Do we need it every day? Are chemical ingredients safe? What SPF do I need? What even is SPF, aka sun protection factor?

Debates unfold on social media and store shelves fill with products labeled “mineral,” “reef-safe,” and “SPF 100,” while many people are left guessing what the science supports.

Sunscreen is one of the most widely recommended and commonly misunderstood products in medicine. Though dermatologists broadly agree on its benefits, questions about safety, ingredients, regulation and necessity persist – often fueled by online misinformation and decades of uneven product labeling and testing standards.

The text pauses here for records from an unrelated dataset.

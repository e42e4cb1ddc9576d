//! Per-file cache entries (hash, content, modification time) keyed by
//! (project, path). This is what the full scan diffs disk state against.

use redis::AsyncCommands;
use serde::{Deserialize, Serialize};

use crate::client::{CacheResult, RedisPool};

/// Cached state of one tracked file.
#[derive(Debug, Clone, Serialize, Deserialize)]
pub struct FileCacheEntry {
    pub content: String,
    pub hash: String,
    pub last_modified: String,
}

impl FileCacheEntry {
    /// Build an entry from file content, hashing and stamping it now.
    pub fn from_content(content: String, hash: String) -> Self {
        Self {
            content,
            hash,
            last_modified: chrono::Utc::now().to_rfc3339(),
        }
    }
}

fn file_key(project: &str, path: &str) -> String {
    format!("atlas:{}:file:{}", project, path)
}

fn file_key_pattern(project: &str) -> String {
    format!("atlas:{}:file:*", project)
}

/// Store an entry for a file.
pub async fn set_entry(
    pool: &RedisPool,
    project: &str,
    path: &str,
    entry: &FileCacheEntry,
) -> CacheResult<()> {
    let mut conn = pool.clone();
    let json = serde_json::to_string(entry)?;
    conn.hset::<_, _, _, ()>(file_key(project, path), "data", &json)
        .await?;
    Ok(())
}

/// Fetch the entry for a file, if one is recorded.
pub async fn get_entry(
    pool: &RedisPool,
    project: &str,
    path: &str,
) -> CacheResult<Option<FileCacheEntry>> {
    let mut conn = pool.clone();
    let json: Option<String> = conn.hget(file_key(project, path), "data").await?;
    match json {
        Some(j) => Ok(Some(serde_json::from_str(&j)?)),
        None => Ok(None),
    }
}

/// Drop the entry for a file (on unlink or soft-delete).
pub async fn delete_entry(pool: &RedisPool, project: &str, path: &str) -> CacheResult<()> {
    let mut conn = pool.clone();
    conn.del::<_, ()>(file_key(project, path)).await?;
    Ok(())
}

/// All recorded (path, entry) pairs for a project. The full scan uses this
/// to find files that are cached but gone from disk.
pub async fn scan_project_files(
    pool: &RedisPool,
    project: &str,
) -> CacheResult<Vec<(String, FileCacheEntry)>> {
    let mut conn = pool.clone();
    let mut scan: redis::AsyncIter<String> = conn.scan_match(file_key_pattern(project)).await?;
    let mut keys = Vec::new();
    while let Some(key) = scan.next_item().await {
        keys.push(key);
    }
    drop(scan);

    let prefix = format!("atlas:{}:file:", project);
    let mut entries = Vec::new();
    for key in keys {
        let mut c = pool.clone();
        let json: Option<String> = c.hget(&key, "data").await?;
        if let Some(j) = json {
            if let Ok(entry) = serde_json::from_str::<FileCacheEntry>(&j) {
                let path = key.trim_start_matches(&prefix).to_string();
                entries.push((path, entry));
            }
        }
    }
    Ok(entries)
}

#[cfg(test)]
mod tests {
    use super::*;

    #[test]
    fn test_key_layout() {
        assert_eq!(file_key("demo", "src/a.ts"), "atlas:demo:file:src/a.ts");
        assert_eq!(file_key_pattern("demo"), "atlas:demo:file:*");
    }

    #[test]
    fn test_entry_round_trips_through_json() {
        let entry = FileCacheEntry {
            content: "export const x = 1;".to_string(),
            hash: "abc123".to_string(),
            last_modified: "2026-08-31T00:00:00Z".to_string(),
        };
        let json = serde_json::to_string(&entry).unwrap();
        let back: FileCacheEntry = serde_json::from_str(&json).unwrap();
        assert_eq!(back.hash, entry.hash);
        assert_eq!(back.content, entry.content);
    }
}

To clarify what the science shows, we spoke with Stanford Medicine dermatologists who discuss these issues every day with their patients. Their consensus: Sunscreen is a safe, essential tool for preventing skin cancer, other skin disorders, and the overall effects of aging on the skin. But not all products are created equal, and public understanding of sunscreen is overdue for an update.

The background

While the sun’s rays provide our planet with vital warmth and life-sustaining energy, they also have a downside: Ultraviolet (UV) radiation can penetrate our skin and damage our cells. UV light is divided into UVA and UVB based on the wavelength of the radiation. UVB rays cause direct DNA damage that can lead to mutations and skin cancer. UVA rays, which have a longer wavelength, can penetrate deeper, generating oxidative stress and inflammation that contribute to wrinkles and uneven skin tone, as well as skin cancer.

“Most people know that sunscreen can help prevent sun-related skin cancer, but they don’t know the impact on photo-aging,” said Zakia Rahman, MD, a clinical professor of dermatology. “A lot of people want their skin to look better, and UV light really accelerates premature aging of the skin.”

For centuries, people have experimented with ways to protect their skin from the sun – rubbing on plant oils, muds, or minerals to block or reflect its rays. Modern sunscreen formulations, however, are rooted in mid-20th-century chemistry, when scientists first identified specific compounds that could reliably filter ultraviolet radiation.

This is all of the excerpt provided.